21/3/1918 The blow falls: German stormtroopers smash the British #1918Live

At 04:40 in the morning German artillery starts to fire at British positions along a 43 mile front bisected by the Somme river; the German spring offensive has finally begun. The artillery fire mixes high explosive shells with ones carrying a variety of poison gases. The scale of the bombardment is like nothing previously seen on the Western Front, leaving the survivors on the British side stunned and bewildered.

AT 08:40, after some 1,160,000 shells have been fired, the artillery lifts from frontline targets and the German infantry assault begins. The attack is spearheaded by the elite stormtroopers, trained in the infiltration tactics used at Riga by Hutier, at Caporetto against the Italians, and during the counter-attack at Cambrai. Advancing out of the morning mist the stormtroopers bypass strong points and press forward as quickly as possible, leaving pockets of enemy resistance to be mopped up by follow-up troops.
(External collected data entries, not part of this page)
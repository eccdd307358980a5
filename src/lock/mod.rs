//! Cross-process update lock with zombie recovery.
//!
//! At most one update process may run per host. The lock is an OS-level
//! exclusive file lock on `update.lock` under the staging root; the file
//! body records the holder's pid. Locks are released when the guard is
//! dropped.
//!
//! A holder that died without releasing (a zombie) is detected by age: if
//! the lock file's mtime is strictly older than [`STALE_LOCK_AGE`], the
//! recorded pid is handed to a [`ProcessTerminator`] and the lock is
//! reclaimed with a single retry. A younger contended lock aborts the
//! command with [`StagerError::DuplicateProcess`].
//!
//! # Async Safety
//!
//! File open, lock, and pid-write calls run under `spawn_blocking` so slow
//! filesystem operations never stall the tokio runtime.

use std::fs::{File, OpenOptions};
use std::io::Write as _;
use std::path::{Path, PathBuf};
use std::process::Command;
use std::sync::Arc;
use std::time::SystemTime;

use anyhow::{Context, Result};
use fs4::fs_std::FileExt;
use tracing::{debug, info, warn};

use crate::constants::STALE_LOCK_AGE;
use crate::core::StagerError;
use crate::utils::platform::Platform;

/// Terminates a process identified by pid.
///
/// The update flow only ever terminates the zombie holder recorded in a
/// stale lock file. Tests substitute a recording fake.
pub trait ProcessTerminator {
    /// Request termination of `pid`, descendants included where the
    /// platform supports it.
    fn terminate(&self, pid: u32) -> Result<()>;
}

/// [`ProcessTerminator`] backed by the platform's own kill command.
#[derive(Debug, Clone, Copy)]
pub struct OsProcessTerminator {
    platform: Platform,
}

impl OsProcessTerminator {
    /// Terminator for `platform`.
    #[must_use]
    pub const fn new(platform: Platform) -> Self {
        Self { platform }
    }
}

impl ProcessTerminator for OsProcessTerminator {
    fn terminate(&self, pid: u32) -> Result<()> {
        info!(pid, "terminating stale update process");
        let status = match self.platform {
            Platform::Windows => Command::new("cmd")
                .args(["/C", "start", "\"\"", "taskkill", "/pid"])
                .arg(pid.to_string())
                .args(["/T", "/F"])
                .status(),
            Platform::Linux | Platform::MacOs => {
                Command::new("kill").args(["-s", "QUIT"]).arg(pid.to_string()).status()
            }
        }
        .with_context(|| format!("Failed to run terminate command for pid {pid}"))?;
        if !status.success() {
            anyhow::bail!("terminate command for pid {pid} exited with {status}");
        }
        Ok(())
    }
}

/// Whether a lock last touched at `modified` counts as abandoned at `now`.
///
/// The comparison is strict: a lock aged exactly [`STALE_LOCK_AGE`] is
/// still live. Clock skew that puts `modified` in the future reads as age
/// zero.
#[must_use]
pub fn is_stale(modified: SystemTime, now: SystemTime) -> bool {
    match now.duration_since(modified) {
        Ok(age) => age > STALE_LOCK_AGE,
        Err(_) => false,
    }
}

/// Exclusive cross-process lock guarding the whole update flow.
///
/// The lock is held for the lifetime of this value; dropping it releases
/// the OS lock and deletes the lock file.
#[derive(Debug)]
pub struct UpdateLock {
    /// The file handle - the OS lock is released when this is dropped.
    _file: Arc<File>,
    /// Path to the lock file for cleanup on drop.
    lock_path: PathBuf,
}

impl Drop for UpdateLock {
    fn drop(&mut self) {
        debug!(path = %self.lock_path.display(), "update lock released");
        if let Err(e) = std::fs::remove_file(&self.lock_path) {
            if e.kind() != std::io::ErrorKind::NotFound {
                debug!(error = %e, "Failed to remove lock file");
            }
        }
    }
}

impl UpdateLock {
    /// Acquire the update lock at `lock_path`, reclaiming a stale holder.
    ///
    /// # Behavior
    ///
    /// 1. Open (creating if needed) the lock file and try a non-blocking
    ///    exclusive lock. Success records this process's pid in the file.
    /// 2. On contention, check the file's age. Strictly older than the
    ///    staleness window: read the recorded pid, terminate it via
    ///    `terminator`, and retry the lock on the same file exactly once.
    ///    The file is never unlinked while contended; the OS lock on it is
    ///    what guarantees mutual exclusion.
    /// 3. Anything else is [`StagerError::DuplicateProcess`].
    ///
    /// # Errors
    ///
    /// `DuplicateProcess` when a live holder exists, plus I/O failures
    /// opening or writing the lock file.
    pub async fn acquire<T: ProcessTerminator>(lock_path: &Path, terminator: &T) -> Result<Self> {
        Self::acquire_at(lock_path, terminator, SystemTime::now()).await
    }

    /// [`UpdateLock::acquire`] with an explicit notion of "now" so the
    /// staleness decision is deterministic under test.
    pub async fn acquire_at<T: ProcessTerminator>(
        lock_path: &Path,
        terminator: &T,
        now: SystemTime,
    ) -> Result<Self> {
        if let Some(parent) = lock_path.parent() {
            tokio::fs::create_dir_all(parent).await.with_context(|| {
                format!("Failed to create lock directory: {}", parent.display())
            })?;
        }

        if let Some(lock) = Self::try_acquire(lock_path).await? {
            return Ok(lock);
        }

        // Contended. A holder older than the staleness window is treated
        // as a zombie from a crashed run and forcibly cleared.
        let metadata = tokio::fs::metadata(lock_path)
            .await
            .with_context(|| format!("Failed to stat lock file: {}", lock_path.display()))?;
        let modified = metadata
            .modified()
            .with_context(|| format!("Failed to read mtime of {}", lock_path.display()))?;
        if !is_stale(modified, now) {
            return Err(StagerError::DuplicateProcess.into());
        }

        match tokio::fs::read_to_string(lock_path).await {
            Ok(body) => match body.trim().parse::<u32>() {
                Ok(pid) => {
                    if let Err(e) = terminator.terminate(pid) {
                        warn!(pid, error = %e, "could not terminate stale holder");
                        return Err(StagerError::DuplicateProcess.into());
                    }
                }
                Err(_) => warn!(body = body.trim(), "stale lock file held no readable pid"),
            },
            Err(e) => warn!(error = %e, "could not read stale lock file"),
        }

        // Exactly one retry on the same file after terminating the zombie.
        // The file must not be unlinked: a fresh inode at the same path
        // would lock successfully even while the old holder's lock lives
        // on, and both processes would proceed.
        match Self::try_acquire(lock_path).await? {
            Some(lock) => Ok(lock),
            None => Err(StagerError::DuplicateProcess.into()),
        }
    }

    /// One non-blocking lock attempt. `Ok(None)` means contended.
    async fn try_acquire(lock_path: &Path) -> Result<Option<Self>> {
        let path = lock_path.to_path_buf();
        let pid = std::process::id();

        let locked = tokio::task::spawn_blocking(move || -> Result<Option<File>> {
            let mut file = OpenOptions::new()
                .create(true)
                .write(true)
                .read(true)
                .truncate(false)
                .open(&path)
                .with_context(|| format!("Failed to open lock file: {}", path.display()))?;
            match file.try_lock_exclusive() {
                Ok(true) => {
                    file.set_len(0)?;
                    write!(file, "{pid}")?;
                    file.flush()?;
                    Ok(Some(file))
                }
                Ok(false) | Err(_) => Ok(None),
            }
        })
        .await
        .context("spawn_blocking panicked")??;

        Ok(locked.map(|file| {
            debug!(path = %lock_path.display(), pid, "update lock acquired");
            Self { _file: Arc::new(file), lock_path: lock_path.to_path_buf() }
        }))
    }
}

#[cfg(test)]
mod tests {
    use super::*;
    use std::sync::Mutex;
    use std::time::Duration;
    use tempfile::TempDir;

    #[derive(Default)]
    struct RecordingTerminator {
        killed: Mutex<Vec<u32>>,
    }

    impl ProcessTerminator for RecordingTerminator {
        fn terminate(&self, pid: u32) -> Result<()> {
            self.killed.lock().unwrap().push(pid);
            Ok(())
        }
    }

    #[tokio::test]
    async fn acquire_writes_pid_and_cleans_up_on_drop() {
        let temp = TempDir::new().unwrap();
        let lock_path = temp.path().join("update.lock");
        let terminator = RecordingTerminator::default();

        let lock = UpdateLock::acquire(&lock_path, &terminator).await.unwrap();
        let body = std::fs::read_to_string(&lock_path).unwrap();
        assert_eq!(body.trim().parse::<u32>().unwrap(), std::process::id());

        drop(lock);
        assert!(!lock_path.exists());
        assert!(terminator.killed.lock().unwrap().is_empty());
    }

    #[tokio::test]
    async fn fresh_contended_lock_is_duplicate_process() {
        let temp = TempDir::new().unwrap();
        let lock_path = temp.path().join("update.lock");
        let terminator = RecordingTerminator::default();

        let _held = UpdateLock::acquire(&lock_path, &terminator).await.unwrap();

        let err = UpdateLock::acquire(&lock_path, &terminator).await.unwrap_err();
        assert!(matches!(
            err.downcast_ref::<StagerError>().unwrap(),
            StagerError::DuplicateProcess
        ));
        // A live holder is never terminated.
        assert!(terminator.killed.lock().unwrap().is_empty());
    }

    #[tokio::test]
    async fn stale_lock_with_surviving_holder_is_never_double_acquired() {
        let temp = TempDir::new().unwrap();
        let lock_path = temp.path().join("update.lock");
        let terminator = RecordingTerminator::default();

        let _held = UpdateLock::acquire(&lock_path, &terminator).await.unwrap();

        // Far past the staleness window the holder is treated as a zombie
        // and terminated, but if its OS lock is somehow still held the
        // retry must fail: two acquired guards at once would let two
        // update processes run over the same tree.
        let future = SystemTime::now() + STALE_LOCK_AGE + Duration::from_secs(60);
        let err = UpdateLock::acquire_at(&lock_path, &terminator, future).await.unwrap_err();
        assert!(matches!(
            err.downcast_ref::<StagerError>().unwrap(),
            StagerError::DuplicateProcess
        ));
        assert_eq!(*terminator.killed.lock().unwrap(), vec![std::process::id()]);
        // The contended lock file is left in place for the holder.
        assert!(lock_path.exists());
    }

    struct FailingTerminator;

    impl ProcessTerminator for FailingTerminator {
        fn terminate(&self, pid: u32) -> Result<()> {
            anyhow::bail!("terminate command for pid {pid} exited with code 1");
        }
    }

    #[tokio::test]
    async fn failed_termination_aborts_as_duplicate_process() {
        let temp = TempDir::new().unwrap();
        let lock_path = temp.path().join("update.lock");

        let _held = UpdateLock::acquire(&lock_path, &FailingTerminator).await.unwrap();

        let future = SystemTime::now() + STALE_LOCK_AGE + Duration::from_secs(60);
        let err =
            UpdateLock::acquire_at(&lock_path, &FailingTerminator, future).await.unwrap_err();
        assert!(matches!(
            err.downcast_ref::<StagerError>().unwrap(),
            StagerError::DuplicateProcess
        ));
    }

    #[test]
    fn staleness_boundary_is_strict() {
        let now = SystemTime::now();

        // Exactly the window old: still live.
        assert!(!is_stale(now - STALE_LOCK_AGE, now));
        // One second past the window: stale.
        assert!(is_stale(now - STALE_LOCK_AGE - Duration::from_secs(1), now));
        // Young lock, and a clock-skewed future mtime, are both live.
        assert!(!is_stale(now - Duration::from_secs(60), now));
        assert!(!is_stale(now + Duration::from_secs(60), now));
    }
}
In the battle sector the Germans outnumber the British by a factor of three to one. The weight of numbers, their devastating artillery and the infiltration tactics allow them to smash through the British defences. In one day the Germans capture territory equivalent to the British gains at the entire Battle of the Somme, but the human cost of the fighting is devastating. Both sides suffer nearly 40,000 casualties. Of the British losses, more than 21,000 are prisoners, who can at least reasonably expect to return home again once the war is over. This is not the case with the Germans, who losses include around 10,000 men killed and nearly 29,000 wounded.

And while the gains are impressive, Ludendorff is still disappointed by much of the day’s. However Hutier, atacking in the south of the German attack line, has made unexpected progress. Hutier’s assault was not meant to be the main thrust but now Ludendorff decides to reinforce him, hoping to exploit the gains he has achieved.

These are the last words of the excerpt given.